Arun yang baru menyadari posisinya tiba-tiba speechless. Dia tidak pernah sedekat ini dengan cowok. Mereka terlihat sedang berpelukan dalam posisi tidur. Kedua jantung di balik dada itu saling bersahutan. Berlomba-lomba menjadi yang tercepat. Mereka berpandangan dalam diam. Tak kuasa untuk bicara.

"A-anu..maaf mas. Nggak sengaja" ucap Arun sambil mencoba bangun.

Dengan cepat Gara menariknya. Mengembalikan Arun ke posisi mereka semula.

"Sebentar saja"pinta Gara lantas mengeratkan tangannya melingkari tubuh Arun.

Kenapa tiba-tiba mas Gara begini ? Bukankah dia berjanji tidak akan melakukan apapun padanya ? Meski begitu, Arun diam tak bereaksi dan menurutinya.

"Arun ?" panggil Gara lembut.

"Hmm" Arun berdehem di atas dada bidang itu.
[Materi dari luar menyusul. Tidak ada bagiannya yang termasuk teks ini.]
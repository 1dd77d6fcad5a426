use crate::analyzer::context::CalculationContext;
use crate::analyzer::increment::{combine, markers_in};
use crate::analyzer::inheritance::resolve_increment;
use crate::analyzer::strategies::{BaseVersionCandidate, VersionStrategy};
use crate::config::{EffectiveConfiguration, VersionStrategyKind};
use crate::domain::tag::preferred_tag;
use crate::domain::{Commit, MergeMessage, SemanticVersion, VersionField};
use crate::error::Result;
use crate::git::Repository;
use git2::Oid;
use tracing::debug;

/// Replays the main branch's first-parent history from its latest tag.
///
/// Every first-parent commit is one bump: merges bump by the larger of the
/// main and merged branch increments, commit-message markers included.
/// Other branches replay main up to their fork point and then take one bump
/// for their own commits.
pub struct MainlineStrategy;

/// Which commits after the base tag count as bump events
#[derive(Debug, Clone, Copy, PartialEq, Eq)]
pub(crate) enum ReplayMode {
    /// Only the first-parent chain
    FirstParent,
    /// Every commit, including those brought in by merges
    AllCommits,
}

struct Replay {
    version: SemanticVersion,
    base: Option<Oid>,
    /// The base tag sits on the replay start
    exact: bool,
    events: u64,
}

fn bump_for_commit<R: Repository>(
    ctx: &CalculationContext<'_, R>,
    mode: ReplayMode,
    main: &EffectiveConfiguration,
    main_field: VersionField,
    commit: &Commit,
) -> Result<VersionField> {
    let scan = main.commit_message_incrementing;
    let markers = &ctx.config.markers;

    match (mode, commit.is_merge()) {
        (ReplayMode::FirstParent, true) => {
            let merged_field = MergeMessage::parse(&commit.message)
                .and_then(|m| ctx.resolver.resolve(&m.merged_branch).increment.as_field())
                .unwrap_or(VersionField::None);
            let merged = ctx.graph.commits_between(commit.first_parent(), commit.id)?;
            Ok(combine(
                main_field.max(merged_field),
                markers_in(markers, scan, &merged),
            ))
        }
        (ReplayMode::AllCommits, true) => Ok(markers_in(markers, scan, std::slice::from_ref(commit))
            .unwrap_or(VersionField::None)),
        (_, false) => Ok(combine(
            main_field,
            markers_in(markers, scan, std::slice::from_ref(commit)),
        )),
    }
}

fn replay<R: Repository>(
    ctx: &CalculationContext<'_, R>,
    mode: ReplayMode,
    main: &EffectiveConfiguration,
    start: Oid,
) -> Result<Replay> {
    let label = main.label();
    let main_field = main.increment.as_field().unwrap_or(VersionField::Patch);

    let main_tag = |oid: Oid| {
        preferred_tag(&ctx.tags_on(oid), label).filter(|t| t.label().eq_ignore_ascii_case(label))
    };

    let path = ctx.graph.first_parent_path(start, |c| main_tag(c.id).is_some())?;
    let base_tag = path.last().and_then(|c| main_tag(c.id));

    let (mut version, base, exact) = match base_tag {
        Some(tag) => (
            tag.version.clone().unwrap_or_default(),
            Some(tag.target),
            tag.target == start,
        ),
        None => (SemanticVersion::new(0, 0, 0), None, false),
    };

    let events: Vec<Commit> = match mode {
        ReplayMode::FirstParent => path
            .into_iter()
            .rev()
            .filter(|c| Some(c.id) != base)
            .collect(),
        ReplayMode::AllCommits => ctx.graph.commits_between(base, start)?,
    };

    for commit in &events {
        let field = bump_for_commit(ctx, mode, main, main_field, commit)?;
        version = version.increment(field)?;
    }

    Ok(Replay {
        version,
        base,
        exact,
        events: events.len() as u64,
    })
}

/// Candidates shared by the mainline and trunk-based strategies
pub(crate) fn replay_candidates<R: Repository>(
    ctx: &CalculationContext<'_, R>,
    mode: ReplayMode,
    kind: VersionStrategyKind,
) -> Result<Vec<BaseVersionCandidate>> {
    let Some((main_name, main_tip)) = ctx.main_branch() else {
        return Ok(Vec::new());
    };
    let main = ctx.resolver.resolve(&main_name);

    if main_name == ctx.branch.branch_name {
        let replay = replay(ctx, mode, &main, ctx.target)?;
        debug!(version = %replay.version, events = replay.events, "replayed main line");

        let mut candidate = BaseVersionCandidate::new(
            kind,
            replay.version,
            replay.base,
            format!("{} replay of '{}'", mode_name(mode), main_name),
        )
        .without_increment();
        candidate.exact_tag = replay.exact;
        candidate.replay_distance = Some(replay.events);
        return Ok(vec![candidate]);
    }

    let Some(fork) = ctx.repo().merge_base(main_tip, ctx.target)? else {
        return Ok(Vec::new());
    };
    let replay = replay(ctx, mode, &main, fork)?;

    let own = ctx.graph.commits_between(Some(fork), ctx.target)?;
    let mut version = replay.version;
    if !own.is_empty() {
        let branch_field = resolve_increment(ctx, &ctx.branch, ctx.target)?;
        let marker = markers_in(
            &ctx.config.markers,
            ctx.branch.commit_message_incrementing,
            &own,
        );
        version = version.increment(combine(branch_field, marker))?;
    }
    debug!(%version, fork = %fork, commits = own.len(), "replayed branch off main line");

    let mut candidate = BaseVersionCandidate::new(
        kind,
        version,
        Some(fork),
        format!("{} replay of '{}' to fork point", mode_name(mode), main_name),
    )
    .without_increment();
    candidate.replay_distance = Some(own.len() as u64);
    Ok(vec![candidate])
}

fn mode_name(mode: ReplayMode) -> &'static str {
    match mode {
        ReplayMode::FirstParent => "mainline",
        ReplayMode::AllCommits => "trunk",
    }
}

impl<R: Repository> VersionStrategy<R> for MainlineStrategy {
    fn kind(&self) -> VersionStrategyKind {
        VersionStrategyKind::Mainline
    }

    fn candidates(&self, ctx: &CalculationContext<'_, R>) -> Result<Vec<BaseVersionCandidate>> {
        replay_candidates(ctx, ReplayMode::FirstParent, VersionStrategyKind::Mainline)
    }
}

#[cfg(test)]
mod tests {
    use super::*;
    use crate::config::{Config, Configuration};
    use crate::git::MockRepository;

    fn configuration() -> Configuration {
        Configuration::build(&Config::default()).unwrap()
    }

    #[test]
    fn test_each_first_parent_commit_bumps() {
        let mut repo = MockRepository::new();
        repo.commit("a");
        repo.tag("1.0.0");
        repo.commit("b");
        let tip = repo.commit("c");
        let config = configuration();
        let ctx = CalculationContext::new(&repo, &config, tip, "main").unwrap();

        let candidates = MainlineStrategy.candidates(&ctx).unwrap();
        assert_eq!(candidates[0].version, SemanticVersion::new(1, 0, 2));
        assert_eq!(candidates[0].replay_distance, Some(2));
        assert!(!candidates[0].should_increment);
    }

    #[test]
    fn test_merge_uses_merged_branch_increment() {
        let mut repo = MockRepository::new();
        repo.commit("a");
        repo.tag("1.0.0");
        repo.branch("develop");
        repo.commit("d1");
        repo.commit("d2");
        repo.checkout("main").unwrap();
        let tip = repo.merge("develop").unwrap();
        let config = configuration();
        let ctx = CalculationContext::new(&repo, &config, tip, "main").unwrap();

        let candidates = MainlineStrategy.candidates(&ctx).unwrap();
        // one first-parent event; develop increments minor
        assert_eq!(candidates[0].version, SemanticVersion::new(1, 1, 0));
        assert_eq!(candidates[0].replay_distance, Some(1));
    }

    #[test]
    fn test_branch_replays_to_fork_then_bumps_once() {
        let mut repo = MockRepository::new();
        repo.commit("a");
        repo.tag("1.0.0");
        repo.branch("develop");
        repo.commit("breaking +semver: major");
        let tip = repo.commit("more");
        let config = configuration();
        let ctx = CalculationContext::new(&repo, &config, tip, "develop").unwrap();

        let candidates = MainlineStrategy.candidates(&ctx).unwrap();
        assert_eq!(candidates[0].version, SemanticVersion::new(2, 0, 0));
        assert_eq!(candidates[0].replay_distance, Some(2));
    }

    #[test]
    fn test_exact_tag_on_main() {
        let mut repo = MockRepository::new();
        repo.commit("a");
        let tip = repo.commit("b");
        repo.tag("v3.1.0");
        let config = configuration();
        let ctx = CalculationContext::new(&repo, &config, tip, "main").unwrap();

        let candidates = MainlineStrategy.candidates(&ctx).unwrap();
        assert!(candidates[0].exact_tag);
        assert_eq!(candidates[0].version, SemanticVersion::new(3, 1, 0));
        assert_eq!(candidates[0].replay_distance, Some(0));
    }

    #[test]
    fn test_untagged_history_starts_at_zero() {
        let mut repo = MockRepository::new();
        repo.commit("a");
        let tip = repo.commit("feat +semver: minor");
        let config = configuration();
        let ctx = CalculationContext::new(&repo, &config, tip, "main").unwrap();

        let candidates = MainlineStrategy.candidates(&ctx).unwrap();
        // 0.0.0 -> 0.0.1 -> 0.1.0
        assert_eq!(candidates[0].version, SemanticVersion::new(0, 1, 0));
        assert_eq!(candidates[0].source, None);
    }
}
Kini terdengar jelas detak jantung Gara.

"Bolehkan kalau aku manggil kamu sayang ?"

Sayang ? Jadi dirinya tadi memang tidak salah dengar. Apakah mas Gara telah memiliki perasaan padaku ? Tapi sejak kapan ?

"Ke-kenapa begitu ?" tanya Arun gugup.

"Kenapa ?" ulang Gara.

"Karena aku sayang kamu. Mau apalagi ?" jawab Gara jujur.

Gara sama sekali tidak merencanakan momen tersebut. Terlebih lagi mengungkapkan perasaannya dalam kondisi seperti ini. Plisss Arun jawab, jangan diem aja.

Mas Gara sayang sama aku ? Kok bisa ?
Arun bingung. Jujur selama mereka tinggal berdua, banyak perasaan baru yang Arun rasakan. Namun dia tidak yakin apakah itu rasa suka, sayang, ataupun cinta. Arun tak keberatan dengan itu malahan ikut menikmatinya.

"Bolehkan ?"

Gara merasakan sebuah anggukan. Yang tanpa Arun sadari telah dilakukannya secara spontan.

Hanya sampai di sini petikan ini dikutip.